● **Task requirements**
Copy out the lines below that hold the word "pixel".

START Data to examine

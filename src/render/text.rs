use fontdue::{Font, FontSettings};
use image::{Rgb, RgbImage};
use std::path::Path;

use super::RenderError;

pub struct TextOverlay {
    font: Font,
    font_size: f32,
}

impl TextOverlay {
    pub fn from_file(path: &Path, font_size: f32) -> Result<Self, RenderError> {
        let bytes = std::fs::read(path)
            .map_err(|e| RenderError::Font(format!("{}: {}", path.display(), e)))?;
        let font = Font::from_bytes(bytes, FontSettings::default())
            .map_err(|e| RenderError::Font(format!("{}: {}", path.display(), e)))?;
        Ok(Self { font, font_size })
    }

    /// Blend text onto an RGB image with its top-left corner at (x, y).
    pub fn composite(&self, image: &mut RgbImage, text: &str, x: u32, y: u32, color: [u8; 3]) {
        let (width, height) = image.dimensions();
        let mut cursor_x = x as i32;
        for ch in text.chars() {
            let (metrics, bitmap) = self.font.rasterize(ch, self.font_size);
            let glyph_y = y as i32 + self.font_size as i32 - metrics.height as i32 - metrics.ymin;

            for gy in 0..metrics.height {
                for gx in 0..metrics.width {
                    let alpha = bitmap[gy * metrics.width + gx];
                    if alpha == 0 {
                        continue;
                    }

                    let px = cursor_x + metrics.xmin + gx as i32;
                    let py = glyph_y + gy as i32;
                    if px < 0 || py < 0 || px >= width as i32 || py >= height as i32 {
                        continue;
                    }

                    let a = alpha as f32 / 255.0;
                    let inv_a = 1.0 - a;
                    let pixel = image.get_pixel_mut(px as u32, py as u32);
                    let Rgb(current) = *pixel;
                    *pixel = Rgb([
                        (color[0] as f32 * a + current[0] as f32 * inv_a) as u8,
                        (color[1] as f32 * a + current[1] as f32 * inv_a) as u8,
                        (color[2] as f32 * a + current[2] as f32 * inv_a) as u8,
                    ]);
                }
            }

            cursor_x += metrics.advance_width as i32;
        }
    }

    pub fn measure_width(&self, text: &str) -> u32 {
        let width: f32 = text
            .chars()
            .map(|ch| self.font.metrics(ch, self.font_size).advance_width)
            .sum();
        width.ceil() as u32
    }

    pub fn line_height(&self) -> u32 {
        self.font_size.ceil() as u32
    }
}

#[cfg(test)]
mod tests {
    use super::*;

    #[test]
    fn test_missing_font_is_an_error() {
        let result = TextOverlay::from_file(Path::new("/nonexistent/font.ttf"), 12.0);
        assert!(matches!(result, Err(RenderError::Font(_))));
    }

    #[test]
    fn test_garbage_font_is_an_error() {
        let dir = tempfile::tempdir().unwrap();
        let path = dir.path().join("broken.ttf");
        std::fs::write(&path, b"not a font").unwrap();
        assert!(matches!(TextOverlay::from_file(&path, 12.0), Err(RenderError::Font(_))));
    }
}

END Data to examine

● **Response box**
                    let pixel = image.get_pixel_mut(px as u32, py as u32);
                    let Rgb(current) = *pixel;
                    *pixel = Rgb([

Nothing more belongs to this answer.